/---

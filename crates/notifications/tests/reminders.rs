//! Reminder planning against the engine.

mod common;

use std::sync::Arc;

use async_trait::async_trait;
use chrono::{Duration, NaiveDate, Utc};
use common::{harness, ScriptedSender};
use inmo_core::notification::{NotificationCategory, NotificationType};
use inmo_core::policy::PolicyUpdate;
use inmo_core::types::DbId;
use inmo_notifications::{EngineError, ReminderCandidate, ReminderPlanner, ReminderSource};

struct FixedSource(Vec<ReminderCandidate>);

#[async_trait]
impl ReminderSource for FixedSource {
    async fn candidates(
        &self,
        _tenant_id: DbId,
        _category: NotificationCategory,
        _today: NaiveDate,
    ) -> Result<Vec<ReminderCandidate>, EngineError> {
        Ok(self.0.clone())
    }
}

fn candidate(contract_id: DbId, due_in_days: i64) -> ReminderCandidate {
    ReminderCandidate {
        person_id: 7,
        person_name: "Ana Pérez".to_string(),
        email: Some("ana@example.com".to_string()),
        phone: None,
        contract_id,
        contract_number: format!("C-{contract_id}"),
        property: "Av. Reforma 100".to_string(),
        amount: Some("1500.00".to_string()),
        due_date: Utc::now().date_naive() + Duration::days(due_in_days),
    }
}

async fn set_lead_time(planner_engine: &inmo_notifications::NotificationEngine, days: i32) {
    let update = PolicyUpdate {
        lead_time_days: Some(days),
        ..PolicyUpdate::for_category(NotificationCategory::ContractExpiry)
    };
    planner_engine.policies().update(1, &update).await.unwrap();
}

#[tokio::test]
async fn creates_reminders_inside_the_lead_time() {
    let h = harness(ScriptedSender::succeeding());
    set_lead_time(&h.engine, 30).await;
    let source = FixedSource(vec![candidate(1, 10), candidate(2, 45)]);
    let planner = ReminderPlanner::new(h.engine.clone(), Arc::new(source));

    let report = planner
        .plan(1, NotificationCategory::ContractExpiry, Utc::now())
        .await
        .unwrap();

    assert_eq!(report.candidates, 2);
    assert_eq!(report.created, 1);
    assert_eq!(report.skipped, 1);

    let rows = h
        .engine
        .find_by_category(1, NotificationCategory::ContractExpiry)
        .await
        .unwrap();
    assert_eq!(rows.len(), 1);
    assert_eq!(rows[0].reference_id, Some(1));
    assert_eq!(rows[0].reference_type.as_deref(), Some("CONTRATO"));
    assert_eq!(rows[0].notification_type, NotificationType::Email);
    assert!(rows[0].body.contains("C-1"));
}

#[tokio::test]
async fn second_pass_within_cadence_creates_nothing() {
    let h = harness(ScriptedSender::succeeding());
    set_lead_time(&h.engine, 30).await;
    let planner = ReminderPlanner::new(
        h.engine.clone(),
        Arc::new(FixedSource(vec![candidate(1, 10)])),
    );

    let now = Utc::now();
    planner
        .plan(1, NotificationCategory::ContractExpiry, now)
        .await
        .unwrap();
    let again = planner
        .plan(1, NotificationCategory::ContractExpiry, now)
        .await
        .unwrap();

    assert_eq!(again.created, 0);
    assert_eq!(again.skipped, 1);
    assert_eq!(h.store.len().await, 1);
}

#[tokio::test]
async fn pending_reminder_deduplicates_after_cadence() {
    let h = harness(ScriptedSender::succeeding());
    set_lead_time(&h.engine, 30).await;
    let planner = ReminderPlanner::new(
        h.engine.clone(),
        Arc::new(FixedSource(vec![candidate(1, 10)])),
    );

    planner
        .plan(1, NotificationCategory::ContractExpiry, Utc::now())
        .await
        .unwrap();
    let later = planner
        .plan(
            1,
            NotificationCategory::ContractExpiry,
            Utc::now() + Duration::days(2),
        )
        .await
        .unwrap();

    assert_eq!(later.deduplicated, 1);
    assert_eq!(h.store.len().await, 1);
}

#[tokio::test]
async fn inactive_policy_plans_nothing() {
    let h = harness(ScriptedSender::succeeding());
    let update = PolicyUpdate {
        active: Some(false),
        ..PolicyUpdate::for_category(NotificationCategory::PaymentOverdue)
    };
    h.engine.policies().update(1, &update).await.unwrap();
    let planner = ReminderPlanner::new(
        h.engine.clone(),
        Arc::new(FixedSource(vec![candidate(1, -5)])),
    );

    let report = planner
        .plan(1, NotificationCategory::PaymentOverdue, Utc::now())
        .await
        .unwrap();
    assert_eq!(report.candidates, 0);
    assert!(h.store.is_empty().await);
}

#[tokio::test]
async fn candidate_without_usable_channel_is_skipped() {
    let h = harness(ScriptedSender::succeeding());
    let no_contact = ReminderCandidate {
        email: None,
        phone: Some("+5215550000".to_string()),
        ..candidate(1, -5)
    };
    let planner = ReminderPlanner::new(h.engine.clone(), Arc::new(FixedSource(vec![no_contact])));

    let report = planner
        .plan(1, NotificationCategory::PaymentOverdue, Utc::now())
        .await
        .unwrap();
    assert_eq!(report.skipped, 1);
    assert!(h.store.is_empty().await);
}

#[tokio::test]
async fn plan_all_covers_every_reminder_category() {
    let h = harness(ScriptedSender::succeeding());
    let planner = ReminderPlanner::new(
        h.engine.clone(),
        Arc::new(FixedSource(vec![candidate(1, 0), candidate(2, -3)])),
    );

    let report = planner.plan_all(&[1], Utc::now()).await;

    // Due today: contract expiry and payment due. Three days late: overdue.
    assert_eq!(report.created, 3);
    assert_eq!(
        h.engine
            .find_by_category(1, NotificationCategory::PaymentOverdue)
            .await
            .unwrap()
            .len(),
        1
    );
}
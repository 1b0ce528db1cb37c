//! Policy resolution with built-in defaults.

use std::sync::Arc;

use inmo_core::notification::NotificationCategory;
use inmo_core::policy::{NotificationPolicy, PolicyUpdate};
use inmo_core::types::DbId;

use crate::error::EngineError;
use crate::store::PolicyStore;

/// Resolves the effective [`NotificationPolicy`] for a tenant and category.
#[derive(Clone)]
pub struct PolicyResolver {
    store: Arc<dyn PolicyStore>,
}

impl PolicyResolver {
    pub fn new(store: Arc<dyn PolicyStore>) -> Self {
        Self { store }
    }

    /// The stored policy when present and active, otherwise the default.
    ///
    /// The default is never persisted by a read.
    pub async fn resolve(
        &self,
        tenant_id: DbId,
        category: NotificationCategory,
    ) -> Result<NotificationPolicy, EngineError> {
        let stored = self.store.find(tenant_id, category).await?;
        Ok(stored
            .filter(|p| p.active)
            .unwrap_or_else(|| NotificationPolicy::default_for(tenant_id, category)))
    }

    /// The stored policy for the pair, active or not, without defaulting.
    pub async fn stored(
        &self,
        tenant_id: DbId,
        category: NotificationCategory,
    ) -> Result<Option<NotificationPolicy>, EngineError> {
        self.store.find(tenant_id, category).await
    }

    /// Create or merge the policy named by `update.category`.
    ///
    /// Only fields present in `update` change; a missing row starts from the
    /// default policy. Fails with `InvalidPolicy` before touching storage.
    pub async fn update(
        &self,
        tenant_id: DbId,
        update: &PolicyUpdate,
    ) -> Result<NotificationPolicy, EngineError> {
        let category = update.validate()?;
        let mut policy = self
            .store
            .find(tenant_id, category)
            .await?
            .unwrap_or_else(|| NotificationPolicy::default_for(tenant_id, category));
        policy.apply(update);

        let saved = self.store.upsert(&policy).await?;
        tracing::info!(
            tenant_id,
            category = %category,
            max_attempts = saved.max_attempts,
            active = saved.active,
            "Notification policy updated"
        );
        Ok(saved)
    }

    /// Every stored policy of the tenant, including inactive ones.
    pub async fn list(&self, tenant_id: DbId) -> Result<Vec<NotificationPolicy>, EngineError> {
        self.store.list(tenant_id).await
    }
}

#[cfg(test)]
mod tests {
    use assert_matches::assert_matches;
    use inmo_core::error::CoreError;

    use super::*;
    use crate::store::MemoryPolicyStore;

    fn resolver() -> PolicyResolver {
        PolicyResolver::new(Arc::new(MemoryPolicyStore::new()))
    }

    #[tokio::test]
    async fn missing_policy_resolves_to_default_without_persisting() {
        let resolver = resolver();
        let policy = resolver
            .resolve(1, NotificationCategory::PaymentDue)
            .await
            .unwrap();

        assert_eq!(
            policy,
            NotificationPolicy::default_for(1, NotificationCategory::PaymentDue)
        );
        assert!(resolver.list(1).await.unwrap().is_empty());
    }

    #[tokio::test]
    async fn update_merges_onto_existing_policy() {
        let resolver = resolver();
        let first = PolicyUpdate {
            max_attempts: Some(5),
            ..PolicyUpdate::for_category(NotificationCategory::PaymentDue)
        };
        resolver.update(1, &first).await.unwrap();

        let second = PolicyUpdate {
            whatsapp_enabled: Some(true),
            ..PolicyUpdate::for_category(NotificationCategory::PaymentDue)
        };
        let merged = resolver.update(1, &second).await.unwrap();

        assert_eq!(merged.max_attempts, 5);
        assert!(merged.whatsapp_enabled);
        assert!(merged.email_enabled);
    }

    #[tokio::test]
    async fn inactive_policy_falls_back_to_default() {
        let resolver = resolver();
        let update = PolicyUpdate {
            max_attempts: Some(9),
            active: Some(false),
            ..PolicyUpdate::for_category(NotificationCategory::ContractExpiry)
        };
        resolver.update(1, &update).await.unwrap();

        let policy = resolver
            .resolve(1, NotificationCategory::ContractExpiry)
            .await
            .unwrap();
        assert_eq!(policy.max_attempts, 3);
        assert_eq!(resolver.list(1).await.unwrap().len(), 1);
    }

    #[tokio::test]
    async fn invalid_update_is_rejected_and_not_stored() {
        let resolver = resolver();
        let update = PolicyUpdate {
            max_attempts: Some(0),
            ..PolicyUpdate::for_category(NotificationCategory::PaymentDue)
        };

        assert_matches!(
            resolver.update(1, &update).await,
            Err(EngineError::Core(CoreError::InvalidPolicy(_)))
        );
        assert!(resolver.list(1).await.unwrap().is_empty());
    }

    #[tokio::test]
    async fn policies_are_isolated_per_tenant() {
        let resolver = resolver();
        let update = PolicyUpdate {
            max_attempts: Some(7),
            ..PolicyUpdate::for_category(NotificationCategory::PaymentDue)
        };
        resolver.update(1, &update).await.unwrap();

        let other = resolver
            .resolve(2, NotificationCategory::PaymentDue)
            .await
            .unwrap();
        assert_eq!(other.max_attempts, 3);
    }
}
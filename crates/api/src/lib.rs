//! Inmo API server library.
//!
//! Exposes the building blocks (config, state, credential codec, request
//! boundary, routes) so integration tests and the binary entrypoint share
//! them.

pub mod auth;
pub mod config;
pub mod error;
pub mod handlers;
pub mod middleware;
pub mod response;
pub mod router;
pub mod routes;
pub mod state;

\---

List all lines above in which the string "present" appears.

EXPECTED ANSWER:
    /// The stored policy when present and active, otherwise the default.
    /// Only fields present in `update` change; a missing row starts from the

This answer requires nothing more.